1. Section 9(a)(2) of the Act, in relevant part, prohibits a person who has been enjoined from engaging in or continuing any conduct or practice in connection with the purchase or sale of Start Printed Page 78054a security, or in connection with activities as an underwriter, broker or dealer, from acting, among other things, as an investment adviser or depositor of any registered investment company or BDC or a principal underwriter for any registered open-end investment company, registered UIT, or registered face-amount certificate company or as investment adviser of an ESC. Section 9(a)(3) of the Act makes the prohibition in section 9(a)(2) applicable to a company, any affiliated person of which has been disqualified under the provisions of section 9(a)(2). Section 2(a)(3) of the Act defines “affiliated person” to include, among others, any person directly or indirectly controlling, controlled by, or under common control, with the other person. Applicants state that Wells Fargo Bank is an affiliated person of each of the other Applicants within the meaning of section 2(a)(3) of the Act. Applicants state that, as a result of the Injunction, they would be subject to the prohibitions of section 9(a) of the Act.

2. Section 9(c) of the Act provides that the Commission shall grant an application for exemption from the disqualification provisions of section 9(a) of the Act if it is established that these provisions, as applied to the Applicants, are unduly or disproportionately severe or that the conduct of the Applicants has been such as not to make it against the public interest or the protection of investors to grant the exemption. Applicants have filed an application pursuant to section 9(c) seeking a temporary and permanent order exempting them and other Covered Persons from the disqualification provisions of section 9(a).

3. Applicants believe they meet the standard for exemption specified in section 9(c). Applicants state that the prohibitions of section 9(a) as applied to them would be unduly and disproportionately severe and that the conduct of the Applicants has been such as not to make it against the public interest or the protection of investors to grant the exemption from section 9(a).

4. Applicants state that the alleged conduct giving rise to the Injunction did not involve any of the Applicants engaging in Fund Service Activities. Applicants also state (i) None of the current or former directors, officers, or employees of the Applicants (other than Wells Fargo Bank) had any knowledge of, or had any involvement in, the conduct alleged in the Complaint to have constituted the violations that provided a basis for the Injunction; (ii) the personnel at Wells Fargo Bank who were involved in the conduct that constituted the violations that provided a basis for the Injunction have had no, and will not have any future, involvement in providing Fund Service Activities to the Funds on behalf of the Applicants or other Covered Persons; and (iii) because the personnel of the Applicants (other than Wells Fargo Bank) did not have any involvement in the alleged misconduct, shareholders of Funds that received Fund Service Activities from the Applicants were not affected any differently than if those Funds had received services from any other non-affiliated investment adviser, depositor or principal underwriter.

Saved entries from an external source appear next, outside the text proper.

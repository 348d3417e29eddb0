//! Toast rendering.

use domain::services::{Toast, ToastKind};

fn marker(kind: ToastKind) -> &'static str {
    match kind {
        ToastKind::Success => "[ok]",
        ToastKind::Error => "[error]",
        ToastKind::Info => "[info]",
    }
}

/// One line per toast, oldest first.
pub fn render_toasts(toasts: &[Toast]) -> String {
    toasts
        .iter()
        .map(|toast| format!("{} {}", marker(toast.kind), toast.message))
        .collect::<Vec<_>>()
        .join("\n")
}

5. Applicants state that the inability of the Applicants to engage in Fund Service Activities would result in potentially severe financial hardships for the Funds they serve and the Funds' shareholders. Applicants state that they will distribute written materials, including an offer to meet in person to discuss the materials, to the boards of directors of the Funds (the “Boards”), including the directors who are not “interested persons,” as defined in section 2(a)(19) of the Act, of such Funds, and their independent legal counsel as defined in rule 0-1(a)(6) under the Act, if any, describing the circumstances that led to the Injunction, any impact on the Funds, and the application. Applicants state that they will provide the Boards with the information concerning the Injunction and the application that is necessary for the Funds to fulfill their disclosure and other obligations under the federal securities laws.

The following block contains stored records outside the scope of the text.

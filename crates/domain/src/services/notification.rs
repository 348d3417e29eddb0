//! Toast notifications shown after user actions.
//!
//! Screens push toasts through a [`Notifier`]; the renderer drains them after
//! each command.

use chrono::{DateTime, Utc};
use serde::{Deserialize, Serialize};
use std::fmt;
use std::sync::Mutex;
use uuid::Uuid;

use super::conflict::detect_conflict;
use super::ServiceError;
use crate::models::{Entity, User};

/// Toast category.
#[derive(Debug, Clone, Copy, PartialEq, Eq, Serialize, Deserialize)]
#[serde(rename_all = "lowercase")]
pub enum ToastKind {
    Success,
    Error,
    Info,
}

impl fmt::Display for ToastKind {
    fn fmt(&self, f: &mut fmt::Formatter<'_>) -> fmt::Result {
        match self {
            ToastKind::Success => write!(f, "success"),
            ToastKind::Error => write!(f, "error"),
            ToastKind::Info => write!(f, "info"),
        }
    }
}

/// A transient notification.
#[derive(Debug, Clone, PartialEq, Serialize, Deserialize)]
pub struct Toast {
    pub id: Uuid,
    pub kind: ToastKind,
    pub message: String,
    pub created_at: DateTime<Utc>,
}

impl Toast {
    pub fn new(kind: ToastKind, message: impl Into<String>) -> Self {
        Self {
            id: Uuid::new_v4(),
            kind,
            message: message.into(),
            created_at: Utc::now(),
        }
    }

    pub fn success(message: impl Into<String>) -> Self {
        Self::new(ToastKind::Success, message)
    }

    pub fn error(message: impl Into<String>) -> Self {
        Self::new(ToastKind::Error, message)
    }

    pub fn info(message: impl Into<String>) -> Self {
        Self::new(ToastKind::Info, message)
    }
}

/// Sink for toasts.
pub trait Notifier: Send + Sync {
    fn notify(&self, toast: Toast);
}

/// Queue of toasts waiting to be shown.
#[derive(Debug, Default)]
pub struct ToastQueue {
    pending: Mutex<Vec<Toast>>,
}

impl ToastQueue {
    pub fn new() -> Self {
        Self::default()
    }

    /// Removes and returns all pending toasts, oldest first.
    pub fn drain(&self) -> Vec<Toast> {
        match self.pending.lock() {
            Ok(mut pending) => std::mem::take(&mut *pending),
            Err(poisoned) => std::mem::take(&mut *poisoned.into_inner()),
        }
    }

    pub fn len(&self) -> usize {
        self.pending.lock().map(|p| p.len()).unwrap_or(0)
    }

    pub fn is_empty(&self) -> bool {
        self.len() == 0
    }
}

impl Notifier for ToastQueue {
    fn notify(&self, toast: Toast) {
        tracing::debug!(kind = %toast.kind, message = %toast.message, "Toast queued");
        match self.pending.lock() {
            Ok(mut pending) => pending.push(toast),
            Err(poisoned) => poisoned.into_inner().push(toast),
        }
    }
}

/// User action a toast reports on.
#[derive(Debug, Clone, Copy, PartialEq, Eq)]
pub enum CrudAction {
    Load,
    Search,
    Create,
    Update,
    Delete,
}

impl CrudAction {
    pub fn verb(&self) -> &'static str {
        match self {
            CrudAction::Load => "load",
            CrudAction::Search => "search",
            CrudAction::Create => "create",
            CrudAction::Update => "update",
            CrudAction::Delete => "delete",
        }
    }

    pub fn past_tense(&self) -> &'static str {
        match self {
            CrudAction::Load => "loaded",
            CrudAction::Search => "searched",
            CrudAction::Create => "created",
            CrudAction::Update => "updated",
            CrudAction::Delete => "deleted",
        }
    }
}

/// "Customer group created successfully".
pub fn success_message(action: CrudAction, entity: &str) -> String {
    format!("{} {} successfully", entity, action.past_tense())
}

/// Toast text for a failed action.
///
/// Duplicate username/email errors on user saves get a tailored text;
/// otherwise the server message is shown when present, else a generic one.
pub fn failure_message(action: CrudAction, entity: &str, error: &ServiceError) -> String {
    let Some(message) = error.server_message() else {
        return format!("Failed to {} {}", action.verb(), entity.to_lowercase());
    };
    let saving_user =
        entity == User::NAME && matches!(action, CrudAction::Create | CrudAction::Update);
    if let (true, ServiceError::Status { status, .. }) = (saving_user, error) {
        if let Some(conflict) = detect_conflict(message, *status) {
            return conflict.message().to_string();
        }
    }
    message.to_string()
}
//! Geofence group domain models.

use chrono::{DateTime, Utc};
use serde::{Deserialize, Serialize};
use validator::Validate;

use super::Entity;
use crate::forms::input::{add_unique, join_ids, parse_id, parse_id_list, remove_value};
use crate::forms::{EntityForm, FieldInputError, FieldKind, FieldSpec, OptionSource};
use crate::listing::{Listable, SortColumn, SortKey};

/// A named collection of geofences.
#[derive(Debug, Clone, PartialEq, Default, Serialize, Deserialize)]
#[serde(rename_all = "camelCase")]
pub struct GeofenceGroup {
    pub id: Option<i64>,
    pub geo_group: String,
    #[serde(default)]
    pub geofence_ids: Vec<i64>,
    pub created_at: Option<DateTime<Utc>>,
    pub updated_at: Option<DateTime<Utc>>,
}

#[derive(Debug, Clone, Copy, PartialEq, Eq)]
pub enum GeofenceGroupSortField {
    Id,
    Name,
    Geofences,
    CreatedAt,
    UpdatedAt,
}

impl SortColumn for GeofenceGroupSortField {
    fn all() -> &'static [Self] {
        &[
            GeofenceGroupSortField::Id,
            GeofenceGroupSortField::Name,
            GeofenceGroupSortField::Geofences,
            GeofenceGroupSortField::CreatedAt,
            GeofenceGroupSortField::UpdatedAt,
        ]
    }

    fn key(&self) -> &'static str {
        match self {
            GeofenceGroupSortField::Id => "id",
            GeofenceGroupSortField::Name => "geoGroup",
            GeofenceGroupSortField::Geofences => "geofences",
            GeofenceGroupSortField::CreatedAt => "createdAt",
            GeofenceGroupSortField::UpdatedAt => "updatedAt",
        }
    }

    fn label(&self) -> &'static str {
        match self {
            GeofenceGroupSortField::Id => "ID",
            GeofenceGroupSortField::Name => "Group name",
            GeofenceGroupSortField::Geofences => "Geofences",
            GeofenceGroupSortField::CreatedAt => "Created",
            GeofenceGroupSortField::UpdatedAt => "Updated",
        }
    }
}

impl Listable for GeofenceGroup {
    type SortField = GeofenceGroupSortField;

    fn search_fields(&self) -> Vec<String> {
        vec![
            self.geo_group.clone(),
            self.id.map(|id| id.to_string()).unwrap_or_default(),
        ]
    }

    fn sort_key(&self, field: GeofenceGroupSortField) -> SortKey {
        match field {
            GeofenceGroupSortField::Id => SortKey::Integer(self.id.unwrap_or_default()),
            GeofenceGroupSortField::Name => SortKey::text(&self.geo_group),
            GeofenceGroupSortField::Geofences => SortKey::Integer(self.geofence_ids.len() as i64),
            GeofenceGroupSortField::CreatedAt => SortKey::Timestamp(self.created_at),
            GeofenceGroupSortField::UpdatedAt => SortKey::Timestamp(self.updated_at),
        }
    }
}

impl Entity for GeofenceGroup {
    const NAME: &'static str = "Geofence group";
    type Form = GeofenceGroupForm;

    fn id(&self) -> Option<i64> {
        self.id
    }

    fn set_id(&mut self, id: i64) {
        self.id = Some(id);
    }

    fn title(&self) -> String {
        self.geo_group.clone()
    }
}

#[derive(Debug, Clone, Default, Validate)]
pub struct GeofenceGroupForm {
    #[validate(length(min = 1, message = "Group name is required"))]
    pub geo_group: String,
    pub geofence_ids: Vec<i64>,
}

const GEOFENCE_GROUP_FIELDS: &[FieldSpec] = &[
    FieldSpec::new("geoGroup", "Group name", FieldKind::Text).required(),
    FieldSpec::new(
        "geofenceIds",
        "Geofences",
        FieldKind::MultiSelect {
            source: Some(OptionSource::Geofences),
        },
    ),
];

impl EntityForm for GeofenceGroupForm {
    type Entity = GeofenceGroup;

    fn fields() -> &'static [FieldSpec] {
        GEOFENCE_GROUP_FIELDS
    }

    fn from_entity(entity: &GeofenceGroup) -> Self {
        Self {
            geo_group: entity.geo_group.clone(),
            geofence_ids: entity.geofence_ids.clone(),
        }
    }

    fn build(&self, base: Option<&GeofenceGroup>) -> GeofenceGroup {
        let mut group = base.cloned().unwrap_or_default();
        group.geo_group = self.geo_group.clone();
        group.geofence_ids = self.geofence_ids.clone();
        group
    }

    fn set_field(&mut self, field: &str, value: &str) -> Result<(), FieldInputError> {
        match field {
            "geoGroup" => self.geo_group = value.trim().to_string(),
            "geofenceIds" => self.geofence_ids = parse_id_list(field, value)?,
            _ => return Err(FieldInputError::UnknownField(field.to_string())),
        }
        Ok(())
    }

    fn add_value(&mut self, field: &str, value: &str) -> Result<(), FieldInputError> {
        match field {
            "geofenceIds" => add_unique(&mut self.geofence_ids, parse_id(field, value)?),
            "geoGroup" => return Err(FieldInputError::NotMultiSelect(field.to_string())),
            _ => return Err(FieldInputError::UnknownField(field.to_string())),
        }
        Ok(())
    }

    fn remove_value(&mut self, field: &str, value: &str) -> Result<(), FieldInputError> {
        match field {
            "geofenceIds" => remove_value(&mut self.geofence_ids, &parse_id(field, value)?),
            "geoGroup" => return Err(FieldInputError::NotMultiSelect(field.to_string())),
            _ => return Err(FieldInputError::UnknownField(field.to_string())),
        }
        Ok(())
    }

    fn display_value(&self, field: &str) -> String {
        match field {
            "geoGroup" => self.geo_group.clone(),
            "geofenceIds" => join_ids(&self.geofence_ids),
            _ => String::new(),
        }
    }
}

#[cfg(test)]
mod tests {
    use super::*;
    use crate::forms::DrawerMode;

    #[test]
    fn test_group_name_required() {
        let errors = GeofenceGroupForm::default()
            .check(DrawerMode::Create)
            .unwrap_err();
        assert_eq!(errors.field("geoGroup"), &["Group name is required".to_string()]);
    }

    #[test]
    fn test_build_carries_timestamps() {
        let base = GeofenceGroup {
            id: Some(2),
            geo_group: "Depots".to_string(),
            geofence_ids: vec![10],
            created_at: Some(Utc::now()),
            updated_at: None,
        };
        let mut form = GeofenceGroupForm::from_entity(&base);
        form.set_field("geofenceIds", "10, 11").unwrap();
        let group = form.build(Some(&base));
        assert_eq!(group.geofence_ids, vec![10, 11]);
        assert_eq!(group.created_at, base.created_at);
    }

    #[test]
    fn test_search_by_name() {
        let group = GeofenceGroup {
            id: Some(2),
            geo_group: "Depots".to_string(),
            ..GeofenceGroup::default()
        };
        assert!(crate::listing::matches_query(&group, "depot"));
        assert!(!crate::listing::matches_query(&group, "yard"));
    }
}
//! Platform user domain models.

use serde::{Deserialize, Serialize};
use validator::{Validate, ValidationError};

use super::Entity;
use crate::forms::input::{add_unique, parse_flag, parse_name_list, remove_value, yes_no};
use crate::forms::{
    DrawerMode, EntityForm, FieldInputError, FieldKind, FieldSpec, FormErrors, OptionSource,
};
use crate::listing::{Listable, SortColumn, SortKey};

/// A platform user.
///
/// Group memberships are referenced by name, not id.
#[derive(Debug, Clone, PartialEq, Default, Serialize, Deserialize)]
#[serde(rename_all = "camelCase")]
pub struct User {
    pub id: Option<i64>,
    pub name: String,
    pub username: String,
    pub email: String,
    pub phone: Option<String>,
    /// Write-only. Never read back from the backend and never rendered.
    #[serde(skip_serializing, default)]
    pub password: Option<String>,
    #[serde(default)]
    pub active: bool,
    #[serde(default)]
    pub role: String,
    pub tag: Option<String>,
    #[serde(default)]
    pub user_types: Vec<String>,
    #[serde(default)]
    pub vehicle_groups: Vec<String>,
    #[serde(default)]
    pub geofence_groups: Vec<String>,
    #[serde(default)]
    pub customer_groups: Vec<String>,
}

/// Sortable columns of the user table.
#[derive(Debug, Clone, Copy, PartialEq, Eq)]
pub enum UserSortField {
    Id,
    Name,
    Username,
    Email,
    Role,
    Active,
}

impl SortColumn for UserSortField {
    fn all() -> &'static [Self] {
        &[
            UserSortField::Id,
            UserSortField::Name,
            UserSortField::Username,
            UserSortField::Email,
            UserSortField::Role,
            UserSortField::Active,
        ]
    }

    fn key(&self) -> &'static str {
        match self {
            UserSortField::Id => "id",
            UserSortField::Name => "name",
            UserSortField::Username => "username",
            UserSortField::Email => "email",
            UserSortField::Role => "role",
            UserSortField::Active => "active",
        }
    }

    fn label(&self) -> &'static str {
        match self {
            UserSortField::Id => "ID",
            UserSortField::Name => "Name",
            UserSortField::Username => "Username",
            UserSortField::Email => "Email",
            UserSortField::Role => "Role",
            UserSortField::Active => "Active",
        }
    }
}

impl Listable for User {
    type SortField = UserSortField;

    fn search_fields(&self) -> Vec<String> {
        vec![
            self.name.clone(),
            self.username.clone(),
            self.email.clone(),
            self.id.map(|id| id.to_string()).unwrap_or_default(),
        ]
    }

    fn sort_key(&self, field: UserSortField) -> SortKey {
        match field {
            UserSortField::Id => SortKey::Integer(self.id.unwrap_or_default()),
            UserSortField::Name => SortKey::text(&self.name),
            UserSortField::Username => SortKey::text(&self.username),
            UserSortField::Email => SortKey::text(&self.email),
            UserSortField::Role => SortKey::text(&self.role),
            UserSortField::Active => SortKey::Flag(self.active),
        }
    }
}

impl Entity for User {
    const NAME: &'static str = "User";
    type Form = UserForm;

    fn id(&self) -> Option<i64> {
        self.id
    }

    fn set_id(&mut self, id: i64) {
        self.id = Some(id);
    }

    fn title(&self) -> String {
        format!("{} ({})", self.name, self.username)
    }
}

/// Drawer form for users.
#[derive(Debug, Clone, Validate)]
pub struct UserForm {
    #[validate(length(min = 1, message = "Name is required"))]
    pub name: String,
    #[validate(length(min = 1, message = "Username is required"))]
    pub username: String,
    #[validate(
        length(min = 1, message = "Email is required"),
        custom(function = "validate_email_if_present")
    )]
    pub email: String,
    #[validate(custom(function = "shared::validation::validate_phone"))]
    pub phone: String,
    #[validate(custom(function = "shared::validation::validate_password"))]
    pub password: String,
    pub active: bool,
    pub role: String,
    pub tag: String,
    pub user_types: Vec<String>,
    pub vehicle_groups: Vec<String>,
    pub geofence_groups: Vec<String>,
    pub customer_groups: Vec<String>,
}

impl Default for UserForm {
    fn default() -> Self {
        Self {
            name: String::new(),
            username: String::new(),
            email: String::new(),
            phone: String::new(),
            password: String::new(),
            active: true,
            role: String::new(),
            tag: String::new(),
            user_types: Vec::new(),
            vehicle_groups: Vec::new(),
            geofence_groups: Vec::new(),
            customer_groups: Vec::new(),
        }
    }
}

/// Blank email is reported by the length rule alone.
fn validate_email_if_present(email: &str) -> Result<(), ValidationError> {
    if email.is_empty() {
        return Ok(());
    }
    shared::validation::validate_email_format(email)
}

const USER_FIELDS: &[FieldSpec] = &[
    FieldSpec::new("name", "Name", FieldKind::Text).required(),
    FieldSpec::new("username", "Username", FieldKind::Text).required(),
    FieldSpec::new("email", "Email", FieldKind::Text).required(),
    FieldSpec::new("phone", "Phone", FieldKind::Text),
    FieldSpec::new("password", "Password", FieldKind::Secret),
    FieldSpec::new("active", "Active", FieldKind::Flag),
    FieldSpec::new("role", "Role", FieldKind::Text),
    FieldSpec::new("tag", "Tag", FieldKind::Text),
    FieldSpec::new("userTypes", "User types", FieldKind::MultiSelect { source: None }),
    FieldSpec::new(
        "vehicleGroups",
        "Vehicle groups",
        FieldKind::MultiSelect {
            source: Some(OptionSource::VehicleGroups),
        },
    ),
    FieldSpec::new(
        "geofenceGroups",
        "Geofence groups",
        FieldKind::MultiSelect {
            source: Some(OptionSource::GeofenceGroups),
        },
    ),
    FieldSpec::new(
        "customerGroups",
        "Customer groups",
        FieldKind::MultiSelect {
            source: Some(OptionSource::CustomerGroups),
        },
    ),
];

impl UserForm {
    fn names_mut(&mut self, field: &str) -> Result<&mut Vec<String>, FieldInputError> {
        match field {
            "userTypes" => Ok(&mut self.user_types),
            "vehicleGroups" => Ok(&mut self.vehicle_groups),
            "geofenceGroups" => Ok(&mut self.geofence_groups),
            "customerGroups" => Ok(&mut self.customer_groups),
            _ if Self::field_spec(field).is_some() => {
                Err(FieldInputError::NotMultiSelect(field.to_string()))
            }
            _ => Err(FieldInputError::UnknownField(field.to_string())),
        }
    }
}

fn non_empty(value: &str) -> Option<String> {
    if value.is_empty() {
        None
    } else {
        Some(value.to_string())
    }
}

impl EntityForm for UserForm {
    type Entity = User;

    fn fields() -> &'static [FieldSpec] {
        USER_FIELDS
    }

    fn from_entity(user: &User) -> Self {
        Self {
            name: user.name.clone(),
            username: user.username.clone(),
            email: user.email.clone(),
            phone: user.phone.clone().unwrap_or_default(),
            password: String::new(),
            active: user.active,
            role: user.role.clone(),
            tag: user.tag.clone().unwrap_or_default(),
            user_types: user.user_types.clone(),
            vehicle_groups: user.vehicle_groups.clone(),
            geofence_groups: user.geofence_groups.clone(),
            customer_groups: user.customer_groups.clone(),
        }
    }

    fn build(&self, base: Option<&User>) -> User {
        let mut user = base.cloned().unwrap_or_default();
        user.name = self.name.clone();
        user.username = self.username.clone();
        user.email = self.email.clone();
        user.phone = non_empty(&self.phone);
        // Blank password on edit keeps the current one.
        user.password = non_empty(&self.password);
        user.active = self.active;
        user.role = self.role.clone();
        user.tag = non_empty(&self.tag);
        user.user_types = self.user_types.clone();
        user.vehicle_groups = self.vehicle_groups.clone();
        user.geofence_groups = self.geofence_groups.clone();
        user.customer_groups = self.customer_groups.clone();
        user
    }

    fn set_field(&mut self, field: &str, value: &str) -> Result<(), FieldInputError> {
        let trimmed = value.trim().to_string();
        match field {
            "name" => self.name = trimmed,
            "username" => self.username = trimmed,
            "email" => self.email = trimmed,
            "phone" => self.phone = trimmed,
            // Passwords are taken verbatim.
            "password" => self.password = value.to_string(),
            "active" => self.active = parse_flag(field, value)?,
            "role" => self.role = trimmed,
            "tag" => self.tag = trimmed,
            _ => *self.names_mut(field)? = parse_name_list(value),
        }
        Ok(())
    }

    fn add_value(&mut self, field: &str, value: &str) -> Result<(), FieldInputError> {
        let value = value.trim();
        if value.is_empty() {
            return Err(FieldInputError::invalid(field, "value is empty"));
        }
        add_unique(self.names_mut(field)?, value.to_string());
        Ok(())
    }

    fn remove_value(&mut self, field: &str, value: &str) -> Result<(), FieldInputError> {
        remove_value(self.names_mut(field)?, &value.trim().to_string());
        Ok(())
    }

    fn display_value(&self, field: &str) -> String {
        match field {
            "name" => self.name.clone(),
            "username" => self.username.clone(),
            "email" => self.email.clone(),
            "phone" => self.phone.clone(),
            "password" if self.password.is_empty() => String::new(),
            "password" => "********".to_string(),
            "active" => yes_no(self.active).to_string(),
            "role" => self.role.clone(),
            "tag" => self.tag.clone(),
            "userTypes" => self.user_types.join(", "),
            "vehicleGroups" => self.vehicle_groups.join(", "),
            "geofenceGroups" => self.geofence_groups.join(", "),
            "customerGroups" => self.customer_groups.join(", "),
            _ => String::new(),
        }
    }

    fn extra_checks(&self, mode: DrawerMode) -> FormErrors {
        let mut errors = FormErrors::new();
        if mode.is_create() && self.password.is_empty() {
            errors.add("password", "Password is required");
        }
        errors
    }
}
//! Option source entities (read-only lookups).

use domain::models::{Customer, Geofence, Vehicle};
use serde::Deserialize;

#[derive(Debug, Clone, Deserialize)]
pub struct CustomerEntity {
    pub id: i64,
    pub name: String,
}

impl From<CustomerEntity> for Customer {
    fn from(entity: CustomerEntity) -> Self {
        Self {
            id: entity.id,
            name: entity.name,
        }
    }
}

#[derive(Debug, Clone, Deserialize)]
pub struct GeofenceEntity {
    pub id: i64,
    pub name: String,
}

impl From<GeofenceEntity> for Geofence {
    fn from(entity: GeofenceEntity) -> Self {
        Self {
            id: entity.id,
            name: entity.name,
        }
    }
}

#[derive(Debug, Clone, Deserialize)]
pub struct VehicleEntity {
    pub id: i64,
    #[serde(alias = "vehicle_name")]
    pub name: String,
    #[serde(default, alias = "plate")]
    pub plate_number: Option<String>,
}

impl From<VehicleEntity> for Vehicle {
    fn from(entity: VehicleEntity) -> Self {
        Self {
            id: entity.id,
            name: entity.name,
            plate: entity.plate_number,
        }
    }
}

6. Applicants also state that, if they were barred from providing Fund Service Activities to registered investment companies, BDCs and ESCs, the effect on their businesses and employees would be severe. Applicants state that they have committed substantial resources to establish an expertise in providing Fund Service Activities. Applicants further state that prohibiting them from providing Fund Service Activities would not only adversely affect their businesses, but would also adversely affect more than 1600 employees that are involved in those activities.

7. Applicants state that Applicants and certain other affiliated persons of the Applicants have previously received orders under section 9(c) of the Act, as the result of conduct that triggered section 9(a), as described in greater detail in the application.

Applicants' Condition

Applicants agree that any order granting the requested relief will be subject to the following condition:

Any temporary exemption granted pursuant to the application shall be without prejudice to, and shall not limit the Commission's rights in any manner with respect to, any Commission investigation of, or administrative proceedings involving or against, Covered Persons, including without limitation, the consideration by the Commission of a permanent exemption from section 9(a) of the Act requested pursuant to the application or the revocation or removal of any temporary exemptions granted under the Act in connection with the application.

Temporary Order

The Commission has considered the matter and finds that the Applicants have made the necessary showing to justify granting a temporary exemption.


It is hereby ordered, pursuant to section 9(c) of the Act, that Applicants and any other Covered Persons are granted a temporary exemption from the provisions of section 9(a), solely with respect to the Injunction, subject to the condition in the application, from December 9, 2011, until the Commission takes final action on their application for a permanent order.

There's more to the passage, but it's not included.